§ PROMPT:
Copy each line below in which the string "ParseHttpVerbError" appears.
=== Section Start ===
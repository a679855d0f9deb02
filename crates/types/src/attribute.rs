//! Declarative markers attached to types, members, endpoints and parameters.

use serde::{Deserialize, Serialize};
use std::fmt;
use std::str::FromStr;
use thiserror::Error;

/// HTTP verbs recognized on endpoint markers.
#[derive(Debug, Clone, Copy, PartialEq, Eq, Hash, Serialize, Deserialize)]
#[serde(rename_all = "UPPERCASE")]
pub enum HttpVerb {
    Get,
    Post,
    Put,
    Patch,
    Delete,
    Head,
    Options,
}

impl HttpVerb {
    /// Returns the uppercase wire name.
    pub fn as_str(&self) -> &'static str {
        match self {
            HttpVerb::Get => "GET",
            HttpVerb::Post => "POST",
            HttpVerb::Put => "PUT",
            HttpVerb::Patch => "PATCH",
            HttpVerb::Delete => "DELETE",
            HttpVerb::Head => "HEAD",
            HttpVerb::Options => "OPTIONS",
        }
    }

    /// Whether requests with this verb conventionally carry a body.
    pub fn carries_payload(&self) -> bool {
        matches!(self, HttpVerb::Post | HttpVerb::Put | HttpVerb::Patch)
    }
}

impl fmt::Display for HttpVerb {
    fn fmt(&self, f: &mut fmt::Formatter<'_>) -> fmt::Result {
        f.write_str(self.as_str())
    }
}

/// Error returned when a verb name is not recognized.
#[derive(Debug, Clone, PartialEq, Eq, Error)]
#[error("unknown HTTP verb '{0}'")]
pub struct ParseHttpVerbError(pub String);

impl FromStr for HttpVerb {
    type Err = ParseHttpVerbError;

    fn from_str(s: &str) -> Result<Self, Self::Err> {
        match s.trim().to_ascii_uppercase().as_str() {
            "GET" => Ok(HttpVerb::Get),
            "POST" => Ok(HttpVerb::Post),
            "PUT" => Ok(HttpVerb::Put),
            "PATCH" => Ok(HttpVerb::Patch),
            "DELETE" => Ok(HttpVerb::Delete),
            "HEAD" => Ok(HttpVerb::Head),
            "OPTIONS" => Ok(HttpVerb::Options),
            _ => Err(ParseHttpVerbError(s.to_string())),
        }
    }
}

/// Logical origin of a parameter value at invocation time.
#[derive(Debug, Clone, Copy, PartialEq, Eq, Hash, Serialize, Deserialize)]
#[serde(rename_all = "lowercase")]
pub enum BindingSource {
    Route,
    Query,
    Body,
    Header,
    Form,
}

impl BindingSource {
    /// Returns the lowercase wire name.
    pub fn as_str(&self) -> &'static str {
        match self {
            BindingSource::Route => "route",
            BindingSource::Query => "query",
            BindingSource::Body => "body",
            BindingSource::Header => "header",
            BindingSource::Form => "form",
        }
    }

    /// Maps a framework binding-source identifier onto a source.
    ///
    /// `path` is the framework's name for route values. Identifiers that do
    /// not denote a request location (`services`, `special`, `custom`, ...)
    /// yield `None`.
    pub fn from_identifier(identifier: &str) -> Option<Self> {
        match identifier.trim().to_ascii_lowercase().as_str() {
            "path" | "route" => Some(BindingSource::Route),
            "query" => Some(BindingSource::Query),
            "body" => Some(BindingSource::Body),
            "header" => Some(BindingSource::Header),
            "form" | "formfile" => Some(BindingSource::Form),
            _ => None,
        }
    }
}

impl fmt::Display for BindingSource {
    fn fmt(&self, f: &mut fmt::Formatter<'_>) -> fmt::Result {
        f.write_str(self.as_str())
    }
}

/// How a parameter's binding source was determined.
#[derive(Debug, Clone, Copy, PartialEq, Eq, Hash, Serialize, Deserialize)]
#[serde(rename_all = "snake_case")]
pub enum DetectionMethod {
    Explicit,
    RouteTemplateAnalysis,
    HttpMethodInference,
}

impl DetectionMethod {
    /// Returns the snake_case wire name.
    pub fn as_str(&self) -> &'static str {
        match self {
            DetectionMethod::Explicit => "explicit",
            DetectionMethod::RouteTemplateAnalysis => "route_template_analysis",
            DetectionMethod::HttpMethodInference => "http_method_inference",
        }
    }
}

impl fmt::Display for DetectionMethod {
    fn fmt(&self, f: &mut fmt::Formatter<'_>) -> fmt::Result {
        f.write_str(self.as_str())
    }
}

/// A declarative marker on a type, property, endpoint or parameter.
#[derive(Debug, Clone, PartialEq, Serialize, Deserialize)]
#[serde(tag = "kind", rename_all = "camelCase")]
pub enum Attribute {
    /// Value must be supplied
    Required,
    /// String length bounds
    StringLength {
        #[serde(default)]
        min: Option<u64>,
        max: u64,
    },
    /// Lower bound on string or collection length
    MinLength { length: u64 },
    /// Upper bound on string or collection length
    MaxLength { length: u64 },
    /// Inclusive numeric range
    Range { minimum: f64, maximum: f64 },
    /// String must be an email address
    EmailAddress,
    /// Human-readable description
    Description { text: String },
    /// Serializer converter applied to the type
    JsonConverter { converter: String },
    /// Excludes the type or endpoint from discovery
    Exclude {
        #[serde(default)]
        reason: Option<String>,
    },
    /// Marks a controller method as not being an endpoint
    NonAction,
    /// Overrides the action name
    ActionName { name: String },
    /// HTTP verb marker with an optional method-level template
    HttpMethod {
        verb: HttpVerb,
        #[serde(default)]
        template: Option<String>,
    },
    /// Route template marker
    Route { template: String },
    /// Binds from the route values
    FromRoute {
        #[serde(default)]
        name: Option<String>,
    },
    /// Binds from the query string
    FromQuery {
        #[serde(default)]
        name: Option<String>,
    },
    /// Binds from the request body
    FromBody,
    /// Binds from a request header
    FromHeader {
        #[serde(default)]
        name: Option<String>,
    },
    /// Binds from form fields
    FromForm {
        #[serde(default)]
        name: Option<String>,
    },
    /// Resolved from the service container, never from the request
    FromServices,
}

/// Default reason reported when an exclusion marker carries none.
pub const DEFAULT_EXCLUSION_REASON: &str = "excluded from tool discovery";

/// Lookup helpers over a set of attributes.
pub trait AttributeSet {
    /// Returns the exclusion reason when the symbol carries an exclusion marker.
    fn exclusion_reason(&self) -> Option<&str>;
    /// Whether a `Required` marker is present.
    fn has_required(&self) -> bool;
    /// Returns the `Description` text, when present.
    fn description(&self) -> Option<&str>;
    /// Returns the explicit binding source and optional wire-name override.
    fn explicit_source(&self) -> Option<(BindingSource, Option<&str>)>;
    /// Whether the value comes from the service container.
    fn is_service_bound(&self) -> bool;
    /// Returns the first HTTP verb marker and its template.
    fn http_method(&self) -> Option<(HttpVerb, Option<&str>)>;
    /// Returns the `Route` template, when present.
    fn route_template(&self) -> Option<&str>;
    /// Returns the `ActionName` override, when present.
    fn action_name(&self) -> Option<&str>;
    /// Returns the converter names applied to the symbol.
    fn json_converters(&self) -> Vec<&str>;
}

impl AttributeSet for [Attribute] {
    fn exclusion_reason(&self) -> Option<&str> {
        self.iter().find_map(|attribute| match attribute {
            Attribute::Exclude { reason } => Some(reason.as_deref().unwrap_or(DEFAULT_EXCLUSION_REASON)),
            Attribute::NonAction => Some("marked as a non-action method"),
            _ => None,
        })
    }

    fn has_required(&self) -> bool {
        self.iter().any(|attribute| matches!(attribute, Attribute::Required))
    }

    fn description(&self) -> Option<&str> {
        self.iter().find_map(|attribute| match attribute {
            Attribute::Description { text } => Some(text.as_str()),
            _ => None,
        })
    }

    fn explicit_source(&self) -> Option<(BindingSource, Option<&str>)> {
        self.iter().find_map(|attribute| match attribute {
            Attribute::FromRoute { name } => Some((BindingSource::Route, name.as_deref())),
            Attribute::FromQuery { name } => Some((BindingSource::Query, name.as_deref())),
            Attribute::FromBody => Some((BindingSource::Body, None)),
            Attribute::FromHeader { name } => Some((BindingSource::Header, name.as_deref())),
            Attribute::FromForm { name } => Some((BindingSource::Form, name.as_deref())),
            _ => None,
        })
    }

    fn is_service_bound(&self) -> bool {
        self.iter().any(|attribute| matches!(attribute, Attribute::FromServices))
    }

    fn http_method(&self) -> Option<(HttpVerb, Option<&str>)> {
        self.iter().find_map(|attribute| match attribute {
            Attribute::HttpMethod { verb, template } => Some((*verb, template.as_deref())),
            _ => None,
        })
    }

    fn route_template(&self) -> Option<&str> {
        self.iter().find_map(|attribute| match attribute {
            Attribute::Route { template } => Some(template.as_str()),
            _ => None,
        })
    }

    fn action_name(&self) -> Option<&str> {
        self.iter().find_map(|attribute| match attribute {
            Attribute::ActionName { name } => Some(name.as_str()),
            _ => None,
        })
    }

    fn json_converters(&self) -> Vec<&str> {
        self.iter()
            .filter_map(|attribute| match attribute {
                Attribute::JsonConverter { converter } => Some(converter.as_str()),
                _ => None,
            })
            .collect()
    }
}

#[cfg(test)]
mod tests {
    use super::*;

    #[test]
    fn path_identifier_maps_to_route() {
        assert_eq!(BindingSource::from_identifier("Path"), Some(BindingSource::Route));
        assert_eq!(BindingSource::from_identifier("FormFile"), Some(BindingSource::Form));
        assert_eq!(BindingSource::from_identifier("Services"), None);
    }

    #[test]
    fn exclusion_reason_falls_back_to_default_text() {
        let attributes = vec![Attribute::Exclude { reason: None }];
        assert_eq!(attributes.exclusion_reason(), Some(DEFAULT_EXCLUSION_REASON));

        let attributes = vec![Attribute::Exclude {
            reason: Some("internal".to_string()),
        }];
        assert_eq!(attributes.exclusion_reason(), Some("internal"));
    }

    #[test]
    fn attributes_deserialize_from_tagged_json() {
        let json = r#"[
            { "kind": "httpMethod", "verb": "POST", "template": "{id}" },
            { "kind": "fromQuery", "name": "q" },
            { "kind": "required" }
        ]"#;
        let attributes: Vec<Attribute> = serde_json::from_str(json).expect("deserialize attributes");

        assert_eq!(attributes.http_method(), Some((HttpVerb::Post, Some("{id}"))));
        assert_eq!(attributes.explicit_source(), Some((BindingSource::Query, Some("q"))));
        assert!(attributes.has_required());
    }

    #[test]
    fn verb_parsing_is_case_insensitive() {
        assert_eq!("patch".parse::<HttpVerb>(), Ok(HttpVerb::Patch));
        assert!("TRACE".parse::<HttpVerb>().is_err());
        assert!(HttpVerb::Put.carries_payload());
        assert!(!HttpVerb::Head.carries_payload());
    }
}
=== Section End ===
§ REPLY:
pub struct ParseHttpVerbError(pub String);
    type Err = ParseHttpVerbError;
            _ => Err(ParseHttpVerbError(s.to_string())),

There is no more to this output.